EXERCISE GOAL »
Return only those lines of the listing in which "bool" appears.

EXTRACTED MATERIAL »
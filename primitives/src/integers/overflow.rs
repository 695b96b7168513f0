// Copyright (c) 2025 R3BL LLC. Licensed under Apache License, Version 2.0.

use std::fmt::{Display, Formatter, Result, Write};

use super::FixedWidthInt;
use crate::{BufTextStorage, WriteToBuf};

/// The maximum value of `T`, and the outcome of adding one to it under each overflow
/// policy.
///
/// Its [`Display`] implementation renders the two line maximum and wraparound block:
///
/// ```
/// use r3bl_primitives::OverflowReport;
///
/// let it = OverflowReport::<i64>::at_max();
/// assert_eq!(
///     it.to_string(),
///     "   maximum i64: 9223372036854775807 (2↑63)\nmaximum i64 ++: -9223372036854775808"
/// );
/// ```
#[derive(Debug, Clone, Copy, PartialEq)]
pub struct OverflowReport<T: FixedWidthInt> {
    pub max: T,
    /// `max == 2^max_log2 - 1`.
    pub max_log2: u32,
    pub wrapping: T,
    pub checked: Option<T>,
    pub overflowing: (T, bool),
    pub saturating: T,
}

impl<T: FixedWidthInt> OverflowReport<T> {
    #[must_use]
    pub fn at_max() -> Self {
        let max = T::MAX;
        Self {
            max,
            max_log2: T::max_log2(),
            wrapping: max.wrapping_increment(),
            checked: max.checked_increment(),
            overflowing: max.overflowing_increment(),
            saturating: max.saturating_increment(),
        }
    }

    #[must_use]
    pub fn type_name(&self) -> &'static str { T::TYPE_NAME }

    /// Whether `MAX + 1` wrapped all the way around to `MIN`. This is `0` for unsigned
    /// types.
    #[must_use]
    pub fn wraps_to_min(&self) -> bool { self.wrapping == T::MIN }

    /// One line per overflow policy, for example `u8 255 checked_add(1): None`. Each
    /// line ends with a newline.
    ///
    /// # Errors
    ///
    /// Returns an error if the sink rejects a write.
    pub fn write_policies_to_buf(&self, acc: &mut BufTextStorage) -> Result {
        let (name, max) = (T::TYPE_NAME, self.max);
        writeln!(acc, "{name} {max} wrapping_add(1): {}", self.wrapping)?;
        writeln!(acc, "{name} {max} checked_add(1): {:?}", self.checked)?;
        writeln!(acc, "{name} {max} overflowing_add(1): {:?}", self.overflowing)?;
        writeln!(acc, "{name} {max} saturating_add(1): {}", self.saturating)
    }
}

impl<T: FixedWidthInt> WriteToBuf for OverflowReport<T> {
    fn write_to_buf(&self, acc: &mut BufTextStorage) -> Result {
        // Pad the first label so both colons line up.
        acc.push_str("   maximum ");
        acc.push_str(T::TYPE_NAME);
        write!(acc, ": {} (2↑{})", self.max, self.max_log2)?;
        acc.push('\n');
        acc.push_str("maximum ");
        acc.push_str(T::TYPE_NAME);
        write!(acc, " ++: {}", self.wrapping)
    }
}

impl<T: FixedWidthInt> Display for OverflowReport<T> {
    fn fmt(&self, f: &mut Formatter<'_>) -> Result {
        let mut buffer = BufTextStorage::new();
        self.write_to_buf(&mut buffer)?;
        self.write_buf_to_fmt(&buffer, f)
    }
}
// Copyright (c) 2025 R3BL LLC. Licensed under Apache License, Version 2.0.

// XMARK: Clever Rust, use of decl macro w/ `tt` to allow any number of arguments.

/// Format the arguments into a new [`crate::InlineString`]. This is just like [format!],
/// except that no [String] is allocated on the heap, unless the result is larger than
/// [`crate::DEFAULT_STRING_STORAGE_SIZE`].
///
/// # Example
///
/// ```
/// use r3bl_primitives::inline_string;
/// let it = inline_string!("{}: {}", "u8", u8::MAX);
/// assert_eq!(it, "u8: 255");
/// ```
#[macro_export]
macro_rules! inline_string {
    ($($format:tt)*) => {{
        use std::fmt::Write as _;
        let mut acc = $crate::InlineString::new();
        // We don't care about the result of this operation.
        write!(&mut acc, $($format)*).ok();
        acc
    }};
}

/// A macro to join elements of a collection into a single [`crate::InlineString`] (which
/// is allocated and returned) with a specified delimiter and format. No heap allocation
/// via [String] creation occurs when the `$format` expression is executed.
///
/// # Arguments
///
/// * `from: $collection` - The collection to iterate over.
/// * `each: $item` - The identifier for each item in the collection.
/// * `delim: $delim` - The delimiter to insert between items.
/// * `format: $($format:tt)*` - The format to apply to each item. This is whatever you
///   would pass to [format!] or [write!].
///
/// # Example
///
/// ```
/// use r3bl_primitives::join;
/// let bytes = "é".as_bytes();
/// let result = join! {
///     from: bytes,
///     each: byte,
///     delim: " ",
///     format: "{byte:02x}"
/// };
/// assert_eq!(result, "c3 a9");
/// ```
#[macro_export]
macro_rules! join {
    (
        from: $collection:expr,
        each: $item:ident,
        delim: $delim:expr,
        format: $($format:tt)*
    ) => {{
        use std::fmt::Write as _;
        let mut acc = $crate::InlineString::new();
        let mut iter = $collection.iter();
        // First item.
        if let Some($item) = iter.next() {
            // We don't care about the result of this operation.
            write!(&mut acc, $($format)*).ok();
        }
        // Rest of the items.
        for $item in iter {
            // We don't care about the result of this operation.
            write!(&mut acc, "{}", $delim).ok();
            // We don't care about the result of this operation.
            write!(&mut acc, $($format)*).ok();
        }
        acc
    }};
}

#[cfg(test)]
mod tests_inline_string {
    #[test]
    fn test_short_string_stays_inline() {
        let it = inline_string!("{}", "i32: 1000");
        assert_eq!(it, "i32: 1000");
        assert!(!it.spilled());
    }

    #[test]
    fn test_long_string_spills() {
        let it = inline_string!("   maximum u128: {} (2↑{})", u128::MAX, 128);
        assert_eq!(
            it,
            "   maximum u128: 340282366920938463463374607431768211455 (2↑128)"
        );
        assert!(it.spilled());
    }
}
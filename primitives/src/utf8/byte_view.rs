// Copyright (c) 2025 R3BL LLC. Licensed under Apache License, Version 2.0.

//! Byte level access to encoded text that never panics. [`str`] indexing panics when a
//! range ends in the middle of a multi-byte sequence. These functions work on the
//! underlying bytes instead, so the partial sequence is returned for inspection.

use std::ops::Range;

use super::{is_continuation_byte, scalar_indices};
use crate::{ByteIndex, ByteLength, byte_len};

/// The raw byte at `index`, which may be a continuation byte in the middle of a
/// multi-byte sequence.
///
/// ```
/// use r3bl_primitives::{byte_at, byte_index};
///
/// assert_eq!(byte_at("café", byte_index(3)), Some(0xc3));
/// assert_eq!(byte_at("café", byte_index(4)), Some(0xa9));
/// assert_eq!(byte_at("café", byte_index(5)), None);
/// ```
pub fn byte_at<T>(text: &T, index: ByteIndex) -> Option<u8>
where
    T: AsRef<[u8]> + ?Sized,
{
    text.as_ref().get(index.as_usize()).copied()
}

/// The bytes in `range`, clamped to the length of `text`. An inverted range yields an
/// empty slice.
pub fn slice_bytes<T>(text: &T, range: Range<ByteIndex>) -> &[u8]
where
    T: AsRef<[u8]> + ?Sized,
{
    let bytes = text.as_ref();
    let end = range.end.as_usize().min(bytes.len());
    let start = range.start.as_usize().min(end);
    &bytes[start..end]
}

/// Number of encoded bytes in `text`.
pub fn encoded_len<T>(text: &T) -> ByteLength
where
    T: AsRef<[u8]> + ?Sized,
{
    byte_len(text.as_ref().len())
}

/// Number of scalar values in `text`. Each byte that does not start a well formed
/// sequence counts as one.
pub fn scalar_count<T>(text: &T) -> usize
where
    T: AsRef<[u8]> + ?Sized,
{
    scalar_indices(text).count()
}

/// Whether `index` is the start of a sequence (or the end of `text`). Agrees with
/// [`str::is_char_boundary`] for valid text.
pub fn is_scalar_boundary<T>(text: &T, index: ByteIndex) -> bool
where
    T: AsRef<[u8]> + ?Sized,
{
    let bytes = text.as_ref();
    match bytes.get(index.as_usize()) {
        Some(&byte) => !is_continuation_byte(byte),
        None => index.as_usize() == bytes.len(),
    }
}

==

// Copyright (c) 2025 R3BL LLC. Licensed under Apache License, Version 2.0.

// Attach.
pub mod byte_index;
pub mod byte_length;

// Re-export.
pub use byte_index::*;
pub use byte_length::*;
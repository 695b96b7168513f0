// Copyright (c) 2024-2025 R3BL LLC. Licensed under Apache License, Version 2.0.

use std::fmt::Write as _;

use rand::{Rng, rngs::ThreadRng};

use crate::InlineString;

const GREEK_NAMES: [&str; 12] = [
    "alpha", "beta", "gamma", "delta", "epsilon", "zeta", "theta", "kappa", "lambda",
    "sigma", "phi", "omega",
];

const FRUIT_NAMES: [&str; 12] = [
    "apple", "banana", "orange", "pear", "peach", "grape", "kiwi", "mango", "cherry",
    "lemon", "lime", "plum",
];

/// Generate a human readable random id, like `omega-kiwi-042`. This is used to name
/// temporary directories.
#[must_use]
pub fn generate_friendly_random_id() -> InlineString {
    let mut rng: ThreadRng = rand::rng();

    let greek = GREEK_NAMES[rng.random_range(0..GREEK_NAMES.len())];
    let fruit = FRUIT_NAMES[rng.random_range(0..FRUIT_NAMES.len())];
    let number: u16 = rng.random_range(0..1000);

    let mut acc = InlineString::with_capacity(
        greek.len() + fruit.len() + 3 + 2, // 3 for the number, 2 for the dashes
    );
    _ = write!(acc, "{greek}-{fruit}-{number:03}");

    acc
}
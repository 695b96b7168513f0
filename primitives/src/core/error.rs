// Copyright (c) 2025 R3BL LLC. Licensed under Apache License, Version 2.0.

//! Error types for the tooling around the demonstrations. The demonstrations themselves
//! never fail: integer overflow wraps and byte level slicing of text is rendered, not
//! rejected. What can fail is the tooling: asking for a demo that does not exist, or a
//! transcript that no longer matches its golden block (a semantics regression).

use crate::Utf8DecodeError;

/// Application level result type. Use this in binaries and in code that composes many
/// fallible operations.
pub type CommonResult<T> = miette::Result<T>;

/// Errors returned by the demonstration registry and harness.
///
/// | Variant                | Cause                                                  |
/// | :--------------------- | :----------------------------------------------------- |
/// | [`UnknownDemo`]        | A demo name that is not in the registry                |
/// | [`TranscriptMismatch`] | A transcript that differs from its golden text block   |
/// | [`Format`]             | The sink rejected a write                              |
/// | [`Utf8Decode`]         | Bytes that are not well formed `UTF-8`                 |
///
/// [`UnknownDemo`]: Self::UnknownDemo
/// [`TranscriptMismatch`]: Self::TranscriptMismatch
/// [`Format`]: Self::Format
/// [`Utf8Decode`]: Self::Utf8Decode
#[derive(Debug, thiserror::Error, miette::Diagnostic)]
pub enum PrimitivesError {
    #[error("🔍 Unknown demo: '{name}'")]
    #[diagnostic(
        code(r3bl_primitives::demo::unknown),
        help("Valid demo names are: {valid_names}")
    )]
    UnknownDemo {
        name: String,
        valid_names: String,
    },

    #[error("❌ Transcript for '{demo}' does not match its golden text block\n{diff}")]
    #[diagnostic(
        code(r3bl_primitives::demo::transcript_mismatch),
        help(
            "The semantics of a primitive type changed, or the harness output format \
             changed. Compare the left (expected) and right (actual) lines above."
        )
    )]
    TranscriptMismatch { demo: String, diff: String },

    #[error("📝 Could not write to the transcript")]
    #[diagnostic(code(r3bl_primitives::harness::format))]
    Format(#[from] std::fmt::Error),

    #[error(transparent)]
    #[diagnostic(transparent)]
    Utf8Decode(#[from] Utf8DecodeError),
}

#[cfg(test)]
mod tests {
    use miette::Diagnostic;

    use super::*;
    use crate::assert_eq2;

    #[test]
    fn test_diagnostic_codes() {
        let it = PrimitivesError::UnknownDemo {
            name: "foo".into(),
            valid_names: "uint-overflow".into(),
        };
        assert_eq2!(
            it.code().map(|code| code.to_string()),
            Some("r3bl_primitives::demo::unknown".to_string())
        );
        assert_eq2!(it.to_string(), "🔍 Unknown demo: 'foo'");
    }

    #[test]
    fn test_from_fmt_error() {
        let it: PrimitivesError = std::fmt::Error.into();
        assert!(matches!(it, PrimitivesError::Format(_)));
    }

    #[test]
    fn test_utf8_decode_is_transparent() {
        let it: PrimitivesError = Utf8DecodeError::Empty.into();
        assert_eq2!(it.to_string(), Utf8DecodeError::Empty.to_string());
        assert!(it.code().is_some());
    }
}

---

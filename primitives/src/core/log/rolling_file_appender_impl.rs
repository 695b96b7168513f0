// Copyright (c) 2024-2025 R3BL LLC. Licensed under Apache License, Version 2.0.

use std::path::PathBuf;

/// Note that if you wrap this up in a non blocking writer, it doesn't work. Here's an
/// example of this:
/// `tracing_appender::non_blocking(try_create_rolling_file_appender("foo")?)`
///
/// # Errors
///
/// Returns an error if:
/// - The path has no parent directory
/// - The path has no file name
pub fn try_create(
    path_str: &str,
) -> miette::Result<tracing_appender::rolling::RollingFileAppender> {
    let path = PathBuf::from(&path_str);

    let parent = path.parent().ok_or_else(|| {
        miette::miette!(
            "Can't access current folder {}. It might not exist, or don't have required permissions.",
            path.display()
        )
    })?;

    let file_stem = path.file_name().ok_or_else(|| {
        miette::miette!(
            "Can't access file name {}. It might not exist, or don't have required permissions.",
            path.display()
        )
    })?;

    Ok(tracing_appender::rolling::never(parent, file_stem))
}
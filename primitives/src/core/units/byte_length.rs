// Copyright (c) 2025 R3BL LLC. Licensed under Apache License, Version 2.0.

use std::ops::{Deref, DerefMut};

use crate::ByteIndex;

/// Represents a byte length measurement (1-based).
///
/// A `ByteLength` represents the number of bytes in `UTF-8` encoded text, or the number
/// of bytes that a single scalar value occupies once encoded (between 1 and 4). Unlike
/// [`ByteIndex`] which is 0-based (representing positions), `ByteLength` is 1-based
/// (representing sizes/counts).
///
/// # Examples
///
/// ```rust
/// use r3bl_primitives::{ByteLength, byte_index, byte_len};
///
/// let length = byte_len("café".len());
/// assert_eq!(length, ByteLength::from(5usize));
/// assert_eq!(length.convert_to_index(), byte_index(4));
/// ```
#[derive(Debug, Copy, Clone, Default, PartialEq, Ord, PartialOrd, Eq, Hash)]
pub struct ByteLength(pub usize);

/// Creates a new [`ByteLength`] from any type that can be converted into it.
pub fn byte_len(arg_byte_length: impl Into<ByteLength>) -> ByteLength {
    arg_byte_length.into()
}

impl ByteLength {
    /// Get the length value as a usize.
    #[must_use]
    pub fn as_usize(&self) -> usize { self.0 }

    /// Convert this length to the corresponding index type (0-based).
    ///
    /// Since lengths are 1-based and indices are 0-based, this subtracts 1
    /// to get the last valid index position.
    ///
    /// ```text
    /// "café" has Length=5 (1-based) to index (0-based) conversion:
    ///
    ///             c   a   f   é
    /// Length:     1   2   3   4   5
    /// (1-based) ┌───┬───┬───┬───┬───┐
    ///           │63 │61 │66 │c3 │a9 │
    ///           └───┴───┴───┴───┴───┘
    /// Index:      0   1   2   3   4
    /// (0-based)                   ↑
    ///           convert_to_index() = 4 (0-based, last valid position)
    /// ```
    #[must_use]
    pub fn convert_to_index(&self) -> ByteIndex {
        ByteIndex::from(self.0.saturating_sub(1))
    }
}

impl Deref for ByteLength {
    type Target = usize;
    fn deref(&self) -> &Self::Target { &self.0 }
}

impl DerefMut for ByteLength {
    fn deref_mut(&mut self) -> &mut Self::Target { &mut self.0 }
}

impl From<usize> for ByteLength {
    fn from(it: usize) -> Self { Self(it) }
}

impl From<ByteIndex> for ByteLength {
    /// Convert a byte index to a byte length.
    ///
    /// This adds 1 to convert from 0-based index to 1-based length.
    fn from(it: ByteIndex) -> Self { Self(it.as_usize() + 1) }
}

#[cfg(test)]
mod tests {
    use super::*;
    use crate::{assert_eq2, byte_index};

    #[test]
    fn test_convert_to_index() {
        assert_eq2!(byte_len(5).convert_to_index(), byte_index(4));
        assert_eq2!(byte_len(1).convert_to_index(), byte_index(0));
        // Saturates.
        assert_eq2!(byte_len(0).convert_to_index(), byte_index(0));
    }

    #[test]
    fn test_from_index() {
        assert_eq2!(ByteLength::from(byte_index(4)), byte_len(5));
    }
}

TASK OUTPUT »
    pub overflowing: (T, bool),
    pub fn wraps_to_min(&self) -> bool { self.wrapping == T::MIN }
pub fn is_scalar_boundary<T>(text: &T, index: ByteIndex) -> bool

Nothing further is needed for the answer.